In reality I don’t think these issues are insurmountable, they will be overcome, because the same issues are there if you have an autologous product — you still need to be given some degree of lymphodepletion, you still have to tolerate the cytokine issues and the neurotoxicity and everything.

And the ability to do it off-the-shelf, I think, could change the dynamic of how we do it and when we do it, whether it’s brought earlier into the hierarchy of treatments, as the experience builds up. We are just at the outset here, it’s very early days, and the numbers need to build up for the experience to be understood across the different patient groups.

Broad Indications for Gene-Edited T Cells

- So far you’ve focused on paediatric patients with B-cell malignancies. What other settings do you anticipate might make it to clinical trials in the near future using gene-edited T cells?

We’ve got patients with unmet need around other forms of blood cancers — myeloid leukaemias in particular. These are very difficult to treat if they don’t respond to the first rounds of treatment, or if they go to transplant and they relapse it’s then very difficult to treat those patients and they almost inevitably end up in palliation, so that’s one group we’re building towards the next round of trials.

And for those, in fact, we’ll move from CRISPR to base editing, because we’re doing multiplex editing and we like using base editing there because the risk of translocations between different edited sites drops off.

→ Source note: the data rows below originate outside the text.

//! Core domain logic for the CRM.
//! Owns the entity model, the persisted store and every derived view.

pub mod clock;
pub mod db;
pub mod logging;
pub mod model;
pub mod service;
pub mod storage;
pub mod store;

pub use clock::{Clock, FixedClock, SystemClock};
pub use logging::{default_log_level, init_logging, logging_status, LogLevel};
pub use model::activity::{Activity, ActivityKind};
pub use model::client::{Client, ClientPatch, ClientStatus};
pub use model::data::CrmData;
pub use model::lead::{Lead, LeadPatch, LeadSource, LeadStatus};
pub use model::metrics::DashboardMetrics;
pub use model::opportunity::{Opportunity, OpportunityPatch, PipelineStage};
pub use model::task::{Task, TaskPatch, TaskStatus};
pub use model::user::User;
pub use model::{EntityId, EntityKind, ValidationError};
pub use storage::{LocalStorage, MemoryStorage, SqliteLocalStorage, StorageError};
pub use store::{
    ConversionOutcome, CrmStore, ImportSummary, StoreConfig, StoreError, StoreResult,
    DEFAULT_STORAGE_KEY,
};

/// Minimal health-check API for early integration.
pub fn ping() -> &'static str {
    "pong"
}

/// Returns the core crate version.
pub fn core_version() -> &'static str {
    env!("CARGO_PKG_VERSION")
}

#[cfg(test)]
mod tests {
    use super::{core_version, ping};

    #[test]
    fn ping_returns_pong() {
        assert_eq!(ping(), "pong");
    }

    #[test]
    fn version_is_not_empty() {
        assert!(!core_version().is_empty());
    }
}
//! Client operations.

use super::{admit, edit_in_place, position, CrmStore, StoreResult};
use crate::model::activity::{Activity, ActivityKind, SYSTEM_USER};
use crate::model::client::{Client, ClientPatch};
use crate::model::EntityId;
use crate::storage::LocalStorage;
use log::info;
use std::collections::HashSet;

impl<S: LocalStorage> CrmStore<S> {
    /// Adds a client under a fresh id and logs `cliente_criado`.
    pub fn add_client(&mut self, client: Client) -> StoreResult<EntityId> {
        let checkpoint = self.data.clone();
        let client = admit(client)?;

        let activity = Activity::new(
            ActivityKind::ClientCreated,
            format!("New client: {}", client.name),
            format!("{} was added as a client", client.name),
            SYSTEM_USER,
            self.now(),
        )
        .with_client(client.id.clone());

        let id = client.id.clone();
        self.data.clients.push(client);
        self.push_activity(activity);
        self.commit(checkpoint)?;

        info!("event=client_add module=store status=ok client_id={id}");
        Ok(id)
    }

    /// Merges `patch` into the client with `id`.
    pub fn edit_client(&mut self, id: &str, patch: ClientPatch) -> StoreResult<()> {
        let checkpoint = self.data.clone();
        edit_in_place(&mut self.data.clients, id, |client| patch.apply_to(client))?;
        self.commit(checkpoint)?;

        info!("event=client_edit module=store status=ok client_id={id}");
        Ok(())
    }

    /// Removes a client with its opportunities and every task linked to the
    /// client or to one of those opportunities.
    pub fn remove_client(&mut self, id: &str) -> StoreResult<()> {
        let checkpoint = self.data.clone();
        let index = position(&self.data.clients, id)?;
        self.data.clients.remove(index);

        let mut removed_opportunities = HashSet::new();
        self.data.opportunities.retain(|opportunity| {
            if opportunity.client_id == id {
                removed_opportunities.insert(opportunity.id.clone());
                return false;
            }
            true
        });

        let tasks_before = self.data.tasks.len();
        self.data.tasks.retain(|task| {
            let linked_client = task.client_id.as_deref() == Some(id);
            let linked_opportunity = task
                .opportunity_id
                .as_ref()
                .is_some_and(|opportunity_id| removed_opportunities.contains(opportunity_id));
            !linked_client && !linked_opportunity
        });
        let removed_tasks = tasks_before - self.data.tasks.len();

        self.commit(checkpoint)?;

        info!(
            "event=client_remove module=store status=ok client_id={id} cascaded_opportunities={} cascaded_tasks={removed_tasks}",
            removed_opportunities.len()
        );
        Ok(())
    }
}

And then there are the T cell malignancies themselves where we’re trying to use CAR T-cells to treat T cell cancers. Up until now that has been very difficult because of the issue of fratricide, it’s very hard to make products because they kind of fight each other and consume each other in the culture period. So we can address that with the editing steps.

Those two targets in particular are for us the next goals — AML, and T-ALL in children. We’re in a stage where we’re trying to translate those into a manufacturing phase now, so we’re probably 12 or 18 months away from trying to get trials under way in those particular settings.